1. D'une part, aux termes de l'article L. 921-2 du code de l'entrée et du séjour des étrangers et du droit d'asile : " Lorsqu'une disposition du présent code prévoit qu'une décision peut être contestée selon la procédure prévue au présent article, le tribunal administratif peut être saisi dans le délai de quarante-huit heures à compter de la notification de la décision. Sous réserve de l'article L. 921-3, il statue dans un délai de quatre-vingt-seize heures à compter de l'expiration du délai de recours ". Il incombe à l'administration, pour les décisions présentant les caractéristiques précitées, de faire figurer, dans leur notification à un étranger retenu ou détenu, la possibilité de déposer sa requête dans le délai de recours contentieux auprès de l'administration chargée de la rétention ou du chef de l'établissement pénitentiaire.

2. D'autre part, aux termes de l'article R. 922-17 du code de l'entrée et du séjour des étrangers et du droit d'asile : " Le jugement est rendu, sans conclusions du rapporteur public, par le président du tribunal administratif ou le magistrat qu'il désigne à cet effet. / Les attributions dévolues par les dispositions réglementaires du code de justice administrative à la formation de jugement ou à son président sont exercées par ce magistrat. / Il peut, par ordonnance : / () / 4° Rejeter les recours entachés d'une irrecevabilité manifeste non susceptible d'être couverte en cours d'instance ".

3. Il ressort des pièces du dossier que l'arrêté attaqué du 19 février 2025, qui mentionne les voies et délais de recours contentieux, a été notifié à M. B le même jour à 17h54, avec l'assistance d'un interprète en langue arabe.
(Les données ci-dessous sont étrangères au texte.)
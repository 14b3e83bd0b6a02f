//! Inline image embedding for the conversion engine.
//!
//! Image bytes are staged through a scoped temp file; dropping the handle
//! removes it on every exit path, success or failure. Fetch failures are
//! non-fatal and degrade to a placeholder text run.

use std::io::Write;
use std::path::PathBuf;

use reqwest::Client;
use tracing::{debug, warn};

use crate::document::Run;

/// Pixel size assumed when an image declares no usable width/height.
const DEFAULT_DIMENSION_PX: u32 = 200;

/// Device pixels per inch of print space.
const PX_PER_INCH: f64 = 96.0;

/// Placeholder run for an HTTP failure (non-200 response).
const ERROR_PLACEHOLDER: &str = "[Error loading image]";

/// Placeholder run for a transport or I/O failure.
const EXCEPTION_PLACEHOLDER: &str = "[Exception loading image]";

/// Downloads remote images and produces embedded image runs.
pub struct ImageEmbedder {
    client: Client,
    temp_dir: PathBuf,
}

impl ImageEmbedder {
    pub fn new(client: Client) -> Self {
        Self {
            client,
            temp_dir: std::env::temp_dir(),
        }
    }

    /// Stage temp files under a specific directory (used by tests to observe
    /// that no temp resource outlives an embed call).
    pub fn with_temp_dir(mut self, dir: impl Into<PathBuf>) -> Self {
        self.temp_dir = dir.into();
        self
    }

    /// Fetch `src` and produce an [`Run::Image`], or a placeholder text run
    /// when retrieval fails.
    pub async fn embed(
        &self,
        src: &str,
        width_attr: Option<&str>,
        height_attr: Option<&str>,
    ) -> Run {
        match self.fetch_to_temp(src).await {
            Ok(data) => {
                let width_px = parse_dimension(width_attr);
                let height_px = parse_dimension(height_attr);
                debug!(src, width_px, height_px, bytes = data.len(), "image embedded");
                Run::Image {
                    data,
                    width_in: f64::from(width_px) / PX_PER_INCH,
                    height_in: f64::from(height_px) / PX_PER_INCH,
                }
            }
            Err(placeholder) => Run::text(placeholder),
        }
    }

    /// Stream the image into a scoped temp file, then read it back.
    /// Returns the placeholder text on any failure.
    async fn fetch_to_temp(&self, src: &str) -> Result<Vec<u8>, &'static str> {
        let mut response = self.client.get(src).send().await.map_err(|e| {
            warn!(src, error = %e, "image request failed");
            EXCEPTION_PLACEHOLDER
        })?;

        if !response.status().is_success() {
            warn!(src, status = %response.status(), "image fetch returned non-success");
            return Err(ERROR_PLACEHOLDER);
        }

        let mut staged = tempfile::Builder::new()
            .prefix("lessonforge-img-")
            .tempfile_in(&self.temp_dir)
            .map_err(|e| {
                warn!(src, error = %e, "temp file creation failed");
                EXCEPTION_PLACEHOLDER
            })?;

        loop {
            match response.chunk().await {
                Ok(Some(chunk)) => {
                    staged.write_all(&chunk).map_err(|e| {
                        warn!(src, error = %e, "temp file write failed");
                        EXCEPTION_PLACEHOLDER
                    })?;
                }
                Ok(None) => break,
                Err(e) => {
                    warn!(src, error = %e, "image body read failed");
                    return Err(EXCEPTION_PLACEHOLDER);
                }
            }
        }

        std::fs::read(staged.path()).map_err(|e| {
            warn!(src, error = %e, "temp file read failed");
            EXCEPTION_PLACEHOLDER
        })
    }
}

/// Parse a declared pixel dimension, defaulting when absent or unparsable.
fn parse_dimension(attr: Option<&str>) -> u32 {
    attr.and_then(|v| v.trim().parse::<u32>().ok())
        .unwrap_or(DEFAULT_DIMENSION_PX)
}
Ainsi que le précise l'arrêté attaqué, le requérant disposait d'un délai de recours de quarante-huit heures pour saisir le tribunal administratif de Montreuil. L'arrêté en litige indique également que ce recours pouvait être régulièrement déposé auprès du greffe de l'établissement ou du chef d'établissement dans les délais précités. Dans ces conditions, l'arrêté attaqué doit être regardé comme ayant été régulièrement notifié. Les voies et délais de recours contentieux applicables sont donc opposables au requérant. En l'occurrence, la requête présentée par M. B, tendant à l'annulation de l'arrêté en litige, a été enregistrée au greffe du tribunal le 25 février 2025, soit quatre jours après l'expiration du délai de recours. Par suite, la requête de M. B est tardive et ne saurait être régularisée. Elle doit donc être rejetée comme étant entachée d'une irrecevabilité manifeste.

O R D O N N E :

Article 1er : La requête de M. B est rejetée.

Article 2 : La présente ordonnance sera notifiée à M. A B et au préfet de la

Seine-Saint-Denis.

Fait à Montreuil, le 7 mars 2025.

La magistrate désignée,

M. Nguër

La République mande et ordonne au préfet de la Seine-Saint-Denis ou à tout autre préfet territorialement compétent, en ce qui le concerne ou à tous commissaires de justice à ce requis en ce qui concerne les voies de droit commun contre les parties privées, de pourvoir à l'exécution de la présente décision.